Honestly, I wish I had discovered this recipe sooner. It’s dangerously easy yet yields pure, nostalgic comfort that brightens up any picnic or backyard barbecue. My family couldn’t stop sneaking these ice cream sandwiches off the cooling rack (and I can’t really blame them). You know what makes these homemade treats stand out? The creamy, dreamy ice cream paired with soft, chewy cookies—a combo that’s absolutely irresistible. They’re perfect for potlucks, a sweet treat for your kids after a long day, or just to brighten up your Pinterest cookie board with something truly mouthwatering. After testing this recipe more times than I can count (in the name of research, of course), it’s become a staple for family gatherings, gifting, and those “I deserve a little something sweet” moments.

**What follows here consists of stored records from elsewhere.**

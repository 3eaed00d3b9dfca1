//! Local saved-gym list and visit log (Sled).
//!
//! Saved gyms live in one tree keyed by zero-padded gym id. Visits live in another keyed by
//! `{timestamp:020}_{id}` so range scans by time are plain lexicographic iteration.

use serde::{Deserialize, Serialize};
use tracing::debug;

use crate::error::StoreError;
use crate::gym::Gym;

/// Default on-disk location of the local store.
pub const SAVED_STORE_PATH: &str = "climbmap_local";

const SAVED_TREE: &str = "saved_gyms";
const VISITS_TREE: &str = "visits";

const SECONDS_PER_DAY: u64 = 86_400;

/// A bookmarked gym, as shown in the "saved" tab.
#[derive(Debug, Clone, PartialEq, Serialize, Deserialize)]
pub struct SavedGym {
    pub id: i64,
    pub name: String,
    pub address: String,
    pub saved_at: u64,
    /// Filled in when listing; not persisted.
    #[serde(skip)]
    pub visit_count: u64,
}

/// One check-in at a gym.
#[derive(Debug, Clone, PartialEq, Eq, Serialize, Deserialize)]
pub struct Visit {
    pub gym_id: i64,
    /// Unix seconds.
    pub timestamp: u64,
}

pub struct SavedGyms {
    db: sled::Db,
}

impl std::fmt::Debug for SavedGyms {
    fn fmt(&self, f: &mut std::fmt::Formatter<'_>) -> std::fmt::Result {
        f.debug_struct("SavedGyms").finish_non_exhaustive()
    }
}

impl SavedGyms {
    pub fn open(path: impl AsRef<std::path::Path>) -> Result<Self, StoreError> {
        Ok(Self {
            db: sled::open(path)?,
        })
    }

    /// Wraps an already-open handle (tests use a temporary DB).
    pub fn from_db(db: sled::Db) -> Self {
        Self { db }
    }

    fn saved_key(id: i64) -> String {
        // Offset keeps negative ids sorting before positive ones.
        format!("{:020}", (id as i128 - i64::MIN as i128))
    }

    pub fn save(&self, gym: &Gym, saved_at: u64) -> Result<(), StoreError> {
        let tree = self.db.open_tree(SAVED_TREE)?;
        let record = SavedGym {
            id: gym.id,
            name: gym.name.clone(),
            address: gym.address.clone(),
            saved_at,
            visit_count: 0,
        };
        tree.insert(Self::saved_key(gym.id).as_bytes(), serde_json::to_vec(&record)?)?;
        tree.flush()?;
        debug!(gym_id = gym.id, "gym saved");
        Ok(())
    }

    /// Returns whether the gym was saved.
    pub fn unsave(&self, id: i64) -> Result<bool, StoreError> {
        let tree = self.db.open_tree(SAVED_TREE)?;
        let removed = tree.remove(Self::saved_key(id).as_bytes())?.is_some();
        tree.flush()?;
        Ok(removed)
    }

    pub fn is_saved(&self, id: i64) -> Result<bool, StoreError> {
        let tree = self.db.open_tree(SAVED_TREE)?;
        Ok(tree.contains_key(Self::saved_key(id).as_bytes())?)
    }

    /// Saved gyms ordered by id, each with its visit count.
    pub fn list(&self) -> Result<Vec<SavedGym>, StoreError> {
        let tree = self.db.open_tree(SAVED_TREE)?;
        let visits = self.visits_since(0)?;

        let mut out = Vec::new();
        for entry in tree.iter() {
            let (_, value) = entry?;
            let Ok(mut saved) = serde_json::from_slice::<SavedGym>(&value) else {
                continue;
            };
            saved.visit_count = visits.iter().filter(|v| v.gym_id == saved.id).count() as u64;
            out.push(saved);
        }
        Ok(out)
    }

    pub fn record_visit(&self, gym_id: i64, timestamp: u64) -> Result<(), StoreError> {
        let tree = self.db.open_tree(VISITS_TREE)?;
        let id = self.db.generate_id()?;
        let key = format!("{timestamp:020}_{id}");
        let value = serde_json::to_vec(&Visit { gym_id, timestamp })?;

        tree.insert(key.as_bytes(), value)?;
        tree.flush()?;
        debug!(gym_id, timestamp, "visit recorded");
        Ok(())
    }

    pub fn visit_count(&self, gym_id: i64) -> Result<u64, StoreError> {
        Ok(self
            .visits_since(0)?
            .iter()
            .filter(|v| v.gym_id == gym_id)
            .count() as u64)
    }

    /// Visits at or after `start_ts` (unix seconds), oldest first.
    pub fn visits_since(&self, start_ts: u64) -> Result<Vec<Visit>, StoreError> {
        let tree = self.db.open_tree(VISITS_TREE)?;
        let start = format!("{start_ts:020}");

        Ok(tree
            .range(start.as_bytes()..)
            .filter_map(|res| res.ok())
            .filter_map(|(_, v)| serde_json::from_slice::<Visit>(&v).ok())
            .collect())
    }

    /// Distinct UTC day numbers (days since the epoch) with at least one visit in
    /// `[from_ts, to_ts)`. Feeds the activity calendar.
    pub fn visit_days(&self, from_ts: u64, to_ts: u64) -> Result<Vec<u64>, StoreError> {
        let mut days: Vec<u64> = self
            .visits_since(from_ts)?
            .into_iter()
            .take_while(|v| v.timestamp < to_ts)
            .map(|v| v.timestamp / SECONDS_PER_DAY)
            .collect();
        days.dedup();
        Ok(days)
    }
}
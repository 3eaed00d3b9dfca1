//! The single "selected gym" cell.

use tracing::debug;

use crate::gym::Gym;

/// Outcome of a `select`, used by the screen to decide whether to recenter.
#[derive(Debug, Clone, Copy, PartialEq, Eq)]
pub enum SelectionChange {
    /// Nothing was selected before.
    Selected,
    /// A different gym was selected before.
    Replaced,
    /// The same gym was already selected.
    Unchanged,
}

impl SelectionChange {
    pub fn is_change(self) -> bool {
        !matches!(self, SelectionChange::Unchanged)
    }
}

/// Proof that a `select` was started at a given point. Only the newest ticket may commit.
#[derive(Debug, Clone, Copy, PartialEq, Eq)]
pub struct SelectTicket(u64);

#[derive(Debug, Default)]
pub struct SelectionState {
    selected: Option<Gym>,
    generation: u64,
}

impl SelectionState {
    pub fn new() -> Self {
        Self::default()
    }

    pub fn selected(&self) -> Option<&Gym> {
        self.selected.as_ref()
    }

    pub fn is_selected(&self) -> bool {
        self.selected.is_some()
    }

    /// Starts a selection whose gym record is not at hand yet. Any earlier pending
    /// ticket becomes stale.
    pub fn begin_select(&mut self) -> SelectTicket {
        self.generation += 1;
        SelectTicket(self.generation)
    }

    /// Completes a pending selection. Returns `None` if a newer `select` or `clear` ran
    /// in the meantime.
    pub fn commit(&mut self, ticket: SelectTicket, gym: Gym) -> Option<SelectionChange> {
        if ticket.0 != self.generation {
            debug!(gym_id = gym.id, "discarding stale selection");
            return None;
        }
        let change = match &self.selected {
            None => SelectionChange::Selected,
            Some(current) if current.id == gym.id => SelectionChange::Unchanged,
            Some(_) => SelectionChange::Replaced,
        };
        debug!(gym_id = gym.id, ?change, "gym selected");
        self.selected = Some(gym);
        Some(change)
    }

    /// Selects immediately. Last write wins over any pending ticket.
    pub fn select(&mut self, gym: Gym) -> SelectionChange {
        let ticket = self.begin_select();
        // The ticket was issued just above, so it is always current.
        self.commit(ticket, gym).unwrap_or(SelectionChange::Unchanged)
    }

    /// Deselects. Returns whether something was selected. Pending tickets become stale.
    pub fn clear(&mut self) -> bool {
        self.generation += 1;
        self.selected.take().is_some()
    }
}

Why You’ll Love This Easy Homemade Creamy Ice Cream Sandwiches Recipe

With a recipe this good, you need some solid reasons to keep it in your regular rotation—so here’s what makes these ice cream sandwiches stand out:

  • Quick & Easy: Comes together in under 45 minutes, perfect for busy weeknights or last-minute summer cravings.
  • Simple Ingredients: No fancy grocery trips needed; you probably already have everything in your pantry and freezer.
  • Perfect for Summer Gatherings: Great for backyard barbecues, birthday parties, or an after-dinner treat.
  • Crowd-Pleaser: Always gets rave reviews from kids and adults alike—actually, I dare you to share and not keep them all!
  • Unbelievably Delicious: The texture contrast between soft, chewy cookies and creamy, melt-in-your-mouth ice cream is next-level comfort food.

This isn’t just another ice cream sandwich recipe. What sets it apart? The secret is in the cookie dough—you chill it to get that perfect chewy bite—and the ice cream, which you whip up creamy and smooth at home. No store-bought shortcuts here. Plus, you can swap in your favorite ice cream flavor or add mix-ins for a creative twist. Honestly, this recipe feels like comfort food reimagined—healthier, faster, but with the same soul-soothing satisfaction. It’s perfect for impressing guests without stress or turning a simple snack into something memorable.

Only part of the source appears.